Après nous être conformés à ce cérémonial, nous pénétrâmes dans une salle ronde d’assez grande dimension et éclairée par le haut. Au centre de cette pièce était un cirque parqueté, ciré avec le plus grand soin, et entouré d’une balustrade assez semblable à celle sur laquelle s’accoudent, à Paris, les agioteurs de la Bourse. Autour de cette arène réservée aux acteurs étaient assis en grande quantité des spectateurs de tous les âges, de tous les pays, de tous les costumes, exhalant les uns et les autres une forte odeur d’ail. La cérémonie était commencée. Aux sons d’un orchestre barbare composé de petites timbales, de flûtes à bec, avec accompagnement de voix nasillardes, une vingtaine de grands garçons barbus, vêtus de longues manches valsaient fort gravement autour d’un petit vieillard couvert d’une pelisse bleue. Ces hommes portaient sur la tête un épais bonnet de feutre absolument semblable, quant à sa forme, à un pot de fleurs renversé. Leur robe blanche, faite d’une étoffe de laine souple et pesante, était si constamment gonflée par l’air qui s’engouffrait sous ses larges plis, qu’on eût dit une jupe de bois. Les bras étendus comme des crucifiés, la main gauche un peu plus élevée que la droite, les regards fixés au plafond d’un air béat, les derviches tournaient si rapidement sur leurs pieds nus, si régulièrement, avec une impassibilité telle, en conservant si bien leurs distances, qu’il était impossible de ne les pas prendre pour des automates placés sur des bases mobiles et mis en mouvement par des ressorts. On ne comprendrait pas que ces hommes puissent pirouetter si vite et si long-temps sans tomber frappés d’une congestion cérébrale, si l’on ne savait que c’est là leur spécialité. Ils se sont exercés dès l’enfance, toutes leurs études ont été dirigées vers ce but, et pourtant il arrive fréquemment qu’avant la fin de la représentation, quelques-uns d’entre eux, ne pouvant supporter ce martyre, roulent à terre étourdis et comme assommés. A les voir faire, nous éprouvions nous-mêmes une sorte d’éblouissement.

Tout à coup la musique cessa, et les derviches se jetèrent simultanément à genoux, la tête en bas. Pendant plusieurs minutes, ils restèrent immobiles dans cette position, des domestiques étendirent sur eux de longs manteaux noirs, puis les derviches se levèrent de nouveau et se rangèrent militairement sur une seule ligne. L’homme à la pelisse bleue, qui, assis sur ses talons, avait observé sans se déranger tous ces exercices, entonna alors d’une voix chevrotante une complainte à laquelle ses subordonnés répondirent en hurlant.

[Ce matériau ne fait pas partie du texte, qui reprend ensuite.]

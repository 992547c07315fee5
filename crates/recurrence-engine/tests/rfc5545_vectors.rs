//! RFC 5545 compliance test vectors, derived from the Section 3.8.5.3
//! examples.
//!
//! All examples run with a zero UTC offset, so `...Z` UNTIL values read as
//! wall-clock time.

use chrono::{NaiveDate, NaiveDateTime};
use recurrence_engine::{parse_rule, FixedOffsetMinutes};

// ---------------------------------------------------------------------------
// Helpers
// ---------------------------------------------------------------------------

fn at(y: i32, m: u32, d: u32, h: u32, min: u32) -> NaiveDateTime {
    NaiveDate::from_ymd_opt(y, m, d)
        .and_then(|date| date.and_hms_opt(h, min, 0))
        .expect("valid test date")
}

/// The first `n` occurrences of `rule` from `start`.
fn first(rule: &str, start: NaiveDateTime, n: usize) -> Vec<NaiveDateTime> {
    parse_rule(rule)
        .expect("rule should parse")
        .occurrences(start, &FixedOffsetMinutes::UTC)
        .take(n)
        .collect()
}

/// The `(year, month, day)` of each date.
fn ymd(dates: &[NaiveDateTime]) -> Vec<(i32, u32, u32)> {
    use chrono::Datelike;
    dates.iter().map(|d| (d.year(), d.month(), d.day())).collect()
}

// ===========================================================================
// Weekly
// ===========================================================================

#[test]
fn every_other_week_tue_thu() {
    let dates = first("FREQ=WEEKLY;INTERVAL=2;BYDAY=TU,TH", at(2026, 1, 6, 10, 0), 8);
    assert_eq!(
        ymd(&dates),
        vec![
            (2026, 1, 6),
            (2026, 1, 8),
            (2026, 1, 20),
            (2026, 1, 22),
            (2026, 2, 3),
            (2026, 2, 5),
            (2026, 2, 17),
            (2026, 2, 19),
        ]
    );
}

#[test]
fn week_start_changes_biweekly_grouping() {
    let monday = first(
        "FREQ=WEEKLY;INTERVAL=2;COUNT=4;BYDAY=TU,SU;WKST=MO",
        at(1997, 8, 5, 9, 0),
        10,
    );
    assert_eq!(
        ymd(&monday),
        vec![(1997, 8, 5), (1997, 8, 10), (1997, 8, 19), (1997, 8, 24)]
    );

    let sunday = first(
        "FREQ=WEEKLY;INTERVAL=2;COUNT=4;BYDAY=TU,SU;WKST=SU",
        at(1997, 8, 5, 9, 0),
        10,
    );
    assert_eq!(
        ymd(&sunday),
        vec![(1997, 8, 5), (1997, 8, 17), (1997, 8, 19), (1997, 8, 31)]
    );
}

// ===========================================================================
// Monthly
// ===========================================================================

#[test]
fn third_tuesday_monthly() {
    let dates = first("FREQ=MONTHLY;BYDAY=TU;BYSETPOS=3", at(2026, 2, 17, 14, 0), 3);
    assert_eq!(
        dates,
        vec![at(2026, 2, 17, 14, 0), at(2026, 3, 17, 14, 0), at(2026, 4, 21, 14, 0)]
    );
}

#[test]
fn first_and_last_day_of_month() {
    let dates = first("FREQ=MONTHLY;COUNT=10;BYMONTHDAY=1,-1", at(1997, 9, 30, 9, 0), 20);
    assert_eq!(
        ymd(&dates),
        vec![
            (1997, 9, 30),
            (1997, 10, 1),
            (1997, 10, 31),
            (1997, 11, 1),
            (1997, 11, 30),
            (1997, 12, 1),
            (1997, 12, 31),
            (1998, 1, 1),
            (1998, 1, 31),
            (1998, 2, 1),
        ]
    );
}

#[test]
fn last_friday_of_month() {
    let dates = first("FREQ=MONTHLY;BYDAY=-1FR", at(2015, 1, 1, 0, 0), 3);
    assert_eq!(ymd(&dates), vec![(2015, 1, 30), (2015, 2, 27), (2015, 3, 27)]);
}

#[test]
fn friday_the_thirteenth() {
    let dates = first("FREQ=MONTHLY;BYDAY=FR;BYMONTHDAY=13", at(1997, 9, 2, 9, 0), 5);
    assert_eq!(
        ymd(&dates),
        vec![
            (1998, 2, 13),
            (1998, 3, 13),
            (1998, 11, 13),
            (1999, 8, 13),
            (2000, 10, 13),
        ]
    );
}

#[test]
fn first_saturday_after_first_sunday() {
    let dates = first(
        "FREQ=MONTHLY;BYDAY=SA;BYMONTHDAY=7,8,9,10,11,12,13",
        at(1997, 9, 13, 9, 0),
        5,
    );
    assert_eq!(
        ymd(&dates),
        vec![
            (1997, 9, 13),
            (1997, 10, 11),
            (1997, 11, 8),
            (1997, 12, 13),
            (1998, 1, 10),
        ]
    );
}

#[test]
fn third_of_tue_wed_thu() {
    let dates = first("FREQ=MONTHLY;COUNT=3;BYDAY=TU,WE,TH;BYSETPOS=3", at(1997, 9, 4, 9, 0), 10);
    assert_eq!(ymd(&dates), vec![(1997, 9, 4), (1997, 10, 7), (1997, 11, 6)]);
}

#[test]
fn second_to_last_weekday() {
    let dates = first(
        "FREQ=MONTHLY;BYDAY=MO,TU,WE,TH,FR;BYSETPOS=-2",
        at(1997, 9, 29, 9, 0),
        7,
    );
    assert_eq!(
        ymd(&dates),
        vec![
            (1997, 9, 29),
            (1997, 10, 30),
            (1997, 11, 27),
            (1997, 12, 30),
            (1998, 1, 29),
            (1998, 2, 26),
            (1998, 3, 30),
        ]
    );
}

// ===========================================================================
// Yearly
// ===========================================================================

#[test]
fn yearly_in_june_and_july() {
    let dates = first("FREQ=YEARLY;COUNT=4;BYMONTH=6,7", at(1997, 6, 10, 9, 0), 10);
    assert_eq!(
        ymd(&dates),
        vec![(1997, 6, 10), (1997, 7, 10), (1998, 6, 10), (1998, 7, 10)]
    );
}

#[test]
fn every_third_year_on_year_days() {
    let dates = first(
        "FREQ=YEARLY;INTERVAL=3;COUNT=4;BYYEARDAY=1,100,200",
        at(1997, 1, 1, 9, 0),
        10,
    );
    assert_eq!(
        ymd(&dates),
        vec![(1997, 1, 1), (1997, 4, 10), (1997, 7, 19), (2000, 1, 1)]
    );
}

#[test]
fn twentieth_monday_of_the_year() {
    let dates = first("FREQ=YEARLY;BYDAY=20MO", at(1997, 5, 19, 9, 0), 3);
    assert_eq!(ymd(&dates), vec![(1997, 5, 19), (1998, 5, 18), (1999, 5, 17)]);
}

#[test]
fn monday_of_week_twenty() {
    let dates = first("FREQ=YEARLY;BYWEEKNO=20;BYDAY=MO", at(1997, 5, 12, 9, 0), 3);
    assert_eq!(ymd(&dates), vec![(1997, 5, 12), (1998, 5, 11), (1999, 5, 17)]);
}

#[test]
fn every_thursday_in_march() {
    let dates = first("FREQ=YEARLY;BYMONTH=3;BYDAY=TH", at(1997, 3, 13, 9, 0), 7);
    assert_eq!(
        ymd(&dates),
        vec![
            (1997, 3, 13),
            (1997, 3, 20),
            (1997, 3, 27),
            (1998, 3, 5),
            (1998, 3, 12),
            (1998, 3, 19),
            (1998, 3, 26),
        ]
    );
}

#[test]
fn us_election_day() {
    let dates = first(
        "FREQ=YEARLY;INTERVAL=4;BYMONTH=11;BYDAY=TU;BYMONTHDAY=2,3,4,5,6,7,8",
        at(1996, 11, 5, 9, 0),
        3,
    );
    assert_eq!(ymd(&dates), vec![(1996, 11, 5), (2000, 11, 7), (2004, 11, 2)]);
}

// ===========================================================================
// Sub-daily
// ===========================================================================

#[test]
fn every_three_hours_until() {
    let dates = first("FREQ=HOURLY;INTERVAL=3;UNTIL=19970902T170000Z", at(1997, 9, 2, 9, 0), 10);
    assert_eq!(
        dates,
        vec![at(1997, 9, 2, 9, 0), at(1997, 9, 2, 12, 0), at(1997, 9, 2, 15, 0)]
    );
}

#[test]
fn every_twenty_minutes_during_office_hours() {
    let rule = "FREQ=DAILY;BYHOUR=9,10,11,12,13,14,15,16;BYMINUTE=0,20,40";
    let dates = first(rule, at(1997, 9, 2, 9, 0), 25);
    assert_eq!(
        &dates[..4],
        &[
            at(1997, 9, 2, 9, 0),
            at(1997, 9, 2, 9, 20),
            at(1997, 9, 2, 9, 40),
            at(1997, 9, 2, 10, 0),
        ]
    );
    assert_eq!(dates[23], at(1997, 9, 2, 16, 40));
    assert_eq!(dates[24], at(1997, 9, 3, 9, 0));
}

Le chant fini, chaque derviche se détacha à son tour de la ligne, s’approcha du chef, embrassa respectueusement le bout de ses doigts, et vint offrir sa main à baiser à tous ses compagnons ; il y eut ensuite un nouveau concerto de cris gutturaux, qui semblaient sortir plutôt de gigantesques mirlitons que de gosiers humains, et la foule commença à s’écouler. Ce spectacle me divertissant fort, j’avais voulu, quoique arrivé tard, me bien placer, et je m’étais établi devant un gros Turc sans beaucoup de façon. Le musulman, qui, pendant la cérémonie, avait contenu à grand’peine son indignation, me donna d'un air hargneux en sortant, un grand coup d’épaule. Je ripostai par un coup de poing ; il me regarda alors en ouvrant de grands yeux et sortit sans rien dire.

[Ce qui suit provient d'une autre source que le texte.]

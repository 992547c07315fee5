//! The structured recurrence rule produced by the parser.

use std::fmt;
use std::str::FromStr;

use chrono::Weekday;
use serde::{Deserialize, Serialize};

use crate::codec::DateTuple;
use crate::error::RecurrenceError;

/// How often a rule's period repeats.
#[derive(Debug, Clone, Copy, PartialEq, Eq, PartialOrd, Ord, Hash, Serialize, Deserialize)]
#[serde(rename_all = "UPPERCASE")]
pub enum Frequency {
    Secondly,
    Minutely,
    Hourly,
    Daily,
    Weekly,
    Monthly,
    Yearly,
}

impl Frequency {
    /// The wire literal, e.g. `"MONTHLY"`.
    pub fn as_str(self) -> &'static str {
        match self {
            Frequency::Secondly => "SECONDLY",
            Frequency::Minutely => "MINUTELY",
            Frequency::Hourly => "HOURLY",
            Frequency::Daily => "DAILY",
            Frequency::Weekly => "WEEKLY",
            Frequency::Monthly => "MONTHLY",
            Frequency::Yearly => "YEARLY",
        }
    }
}

impl fmt::Display for Frequency {
    fn fmt(&self, f: &mut fmt::Formatter<'_>) -> fmt::Result {
        f.write_str(self.as_str())
    }
}

impl FromStr for Frequency {
    type Err = RecurrenceError;

    fn from_str(s: &str) -> Result<Self, Self::Err> {
        match s {
            "SECONDLY" => Ok(Frequency::Secondly),
            "MINUTELY" => Ok(Frequency::Minutely),
            "HOURLY" => Ok(Frequency::Hourly),
            "DAILY" => Ok(Frequency::Daily),
            "WEEKLY" => Ok(Frequency::Weekly),
            "MONTHLY" => Ok(Frequency::Monthly),
            "YEARLY" => Ok(Frequency::Yearly),
            other => Err(RecurrenceError::InvalidFrequency(other.to_string())),
        }
    }
}

/// Parse a two-letter weekday code (`SU`, `MO`, ... `SA`).
pub fn weekday_from_code(code: &str) -> Option<Weekday> {
    match code {
        "SU" => Some(Weekday::Sun),
        "MO" => Some(Weekday::Mon),
        "TU" => Some(Weekday::Tue),
        "WE" => Some(Weekday::Wed),
        "TH" => Some(Weekday::Thu),
        "FR" => Some(Weekday::Fri),
        "SA" => Some(Weekday::Sat),
        _ => None,
    }
}

/// The two-letter code for a weekday.
pub fn weekday_code(weekday: Weekday) -> &'static str {
    match weekday {
        Weekday::Sun => "SU",
        Weekday::Mon => "MO",
        Weekday::Tue => "TU",
        Weekday::Wed => "WE",
        Weekday::Thu => "TH",
        Weekday::Fri => "FR",
        Weekday::Sat => "SA",
    }
}

/// One BYDAY item: a weekday, optionally qualified by its position within
/// the month or year (`1TU` is the first Tuesday, `-1FR` the last Friday).
#[derive(Debug, Clone, Copy, PartialEq, Eq, Hash, Serialize, Deserialize)]
#[serde(try_from = "String", into = "String")]
pub struct WeekdayNum {
    pub ordinal: Option<i32>,
    pub weekday: Weekday,
}

impl WeekdayNum {
    /// Every `weekday` in the period.
    pub fn every(weekday: Weekday) -> Self {
        WeekdayNum {
            ordinal: None,
            weekday,
        }
    }

    /// The `ordinal`-th `weekday` in the period, negative counting from the end.
    pub fn nth(ordinal: i32, weekday: Weekday) -> Self {
        WeekdayNum {
            ordinal: Some(ordinal),
            weekday,
        }
    }
}

impl fmt::Display for WeekdayNum {
    fn fmt(&self, f: &mut fmt::Formatter<'_>) -> fmt::Result {
        if let Some(n) = self.ordinal {
            write!(f, "{}", n)?;
        }
        f.write_str(weekday_code(self.weekday))
    }
}

impl TryFrom<String> for WeekdayNum {
    type Error = RecurrenceError;

    fn try_from(value: String) -> Result<Self, Self::Error> {
        value.parse()
    }
}

impl From<WeekdayNum> for String {
    fn from(value: WeekdayNum) -> Self {
        value.to_string()
    }
}

impl FromStr for WeekdayNum {
    type Err = RecurrenceError;

    fn from_str(s: &str) -> Result<Self, Self::Err> {
        let invalid = || RecurrenceError::InvalidWeekday(s.to_string());
        if s.len() < 2 || !s.is_char_boundary(s.len() - 2) {
            return Err(invalid());
        }
        let (prefix, code) = s.split_at(s.len() - 2);
        let weekday = weekday_from_code(code).ok_or_else(invalid)?;
        if prefix.is_empty() {
            return Ok(WeekdayNum::every(weekday));
        }
        match prefix.parse::<i32>() {
            Ok(0) | Err(_) => Err(invalid()),
            Ok(n) => Ok(WeekdayNum::nth(n, weekday)),
        }
    }
}

/// A validated recurrence rule.
///
/// Values are only produced by [`crate::parser::parse_rule`]; every field has
/// already been checked syntactically. Numeric BY*-parts keep their source
/// order; semantic range checks (e.g. `BYMONTH=13`) are not performed and
/// simply produce no candidates during generation.
#[derive(Debug, Clone, PartialEq, Eq)]
pub struct Rule {
    pub(crate) freq: Frequency,
    pub(crate) interval: u32,
    pub(crate) count: Option<u32>,
    pub(crate) until: Option<DateTuple>,
    pub(crate) by_day: Vec<WeekdayNum>,
    pub(crate) by_month_day: Vec<i32>,
    pub(crate) by_month: Vec<i32>,
    pub(crate) by_year_day: Vec<i32>,
    pub(crate) by_week_no: Vec<i32>,
    pub(crate) by_hour: Vec<i32>,
    pub(crate) by_minute: Vec<i32>,
    pub(crate) by_second: Vec<i32>,
    pub(crate) by_set_pos: Vec<i32>,
    pub(crate) wkst: Weekday,
}

impl Rule {
    pub(crate) fn new(freq: Frequency) -> Self {
        Rule {
            freq,
            interval: 1,
            count: None,
            until: None,
            by_day: Vec::new(),
            by_month_day: Vec::new(),
            by_month: Vec::new(),
            by_year_day: Vec::new(),
            by_week_no: Vec::new(),
            by_hour: Vec::new(),
            by_minute: Vec::new(),
            by_second: Vec::new(),
            by_set_pos: Vec::new(),
            wkst: Weekday::Mon,
        }
    }

    pub fn freq(&self) -> Frequency {
        self.freq
    }

    pub fn interval(&self) -> u32 {
        self.interval
    }

    pub fn count(&self) -> Option<u32> {
        self.count
    }

    /// The `UNTIL` bound as written; resolve it with an offset source via
    /// [`DateTuple::to_local`].
    pub fn until(&self) -> Option<&DateTuple> {
        self.until.as_ref()
    }

    pub fn by_day(&self) -> &[WeekdayNum] {
        &self.by_day
    }

    pub fn by_month_day(&self) -> &[i32] {
        &self.by_month_day
    }

    pub fn by_month(&self) -> &[i32] {
        &self.by_month
    }

    pub fn by_year_day(&self) -> &[i32] {
        &self.by_year_day
    }

    pub fn by_week_no(&self) -> &[i32] {
        &self.by_week_no
    }

    pub fn by_hour(&self) -> &[i32] {
        &self.by_hour
    }

    pub fn by_minute(&self) -> &[i32] {
        &self.by_minute
    }

    pub fn by_second(&self) -> &[i32] {
        &self.by_second
    }

    pub fn by_set_pos(&self) -> &[i32] {
        &self.by_set_pos
    }

    /// First day of the week, `MO` unless `WKST` says otherwise.
    pub fn wkst(&self) -> Weekday {
        self.wkst
    }
}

Outre les derviches tourneurs que nous venions de voir, il y a encore, à Constantinople, les derviches hurleurs. Au lieu de valser jusqu’à extinction, Ceux-ci poussent des cris effroyables, jusqu’à ce qu’ils tombent sur le plancher épuisés et écumans. Les historiens ont donné à ces exercices singuliers différentes origines. Il faut croire que les contorsions des derviches sont les restes des danses furieuses que d’anciens peuples de l’Asie avaient enseignes aux corybantes. Les derviches passent, à Constantinople, pour de fort mauvais sujets, et leurs exercices sont seulement tolérés par le Coran, qui prohibe toutes les danses, ce qui n’empêche pas les Turcs d’aller voir en secret les ballerini, enfans grecs élevés dans l’infamie, qui, vêtus d’un élégant costume et fardés comme des courtisanes, exécutent, moyennant une légère rétribution, une sorte de cachucha lascive et hideuse dans des cafés mal famés.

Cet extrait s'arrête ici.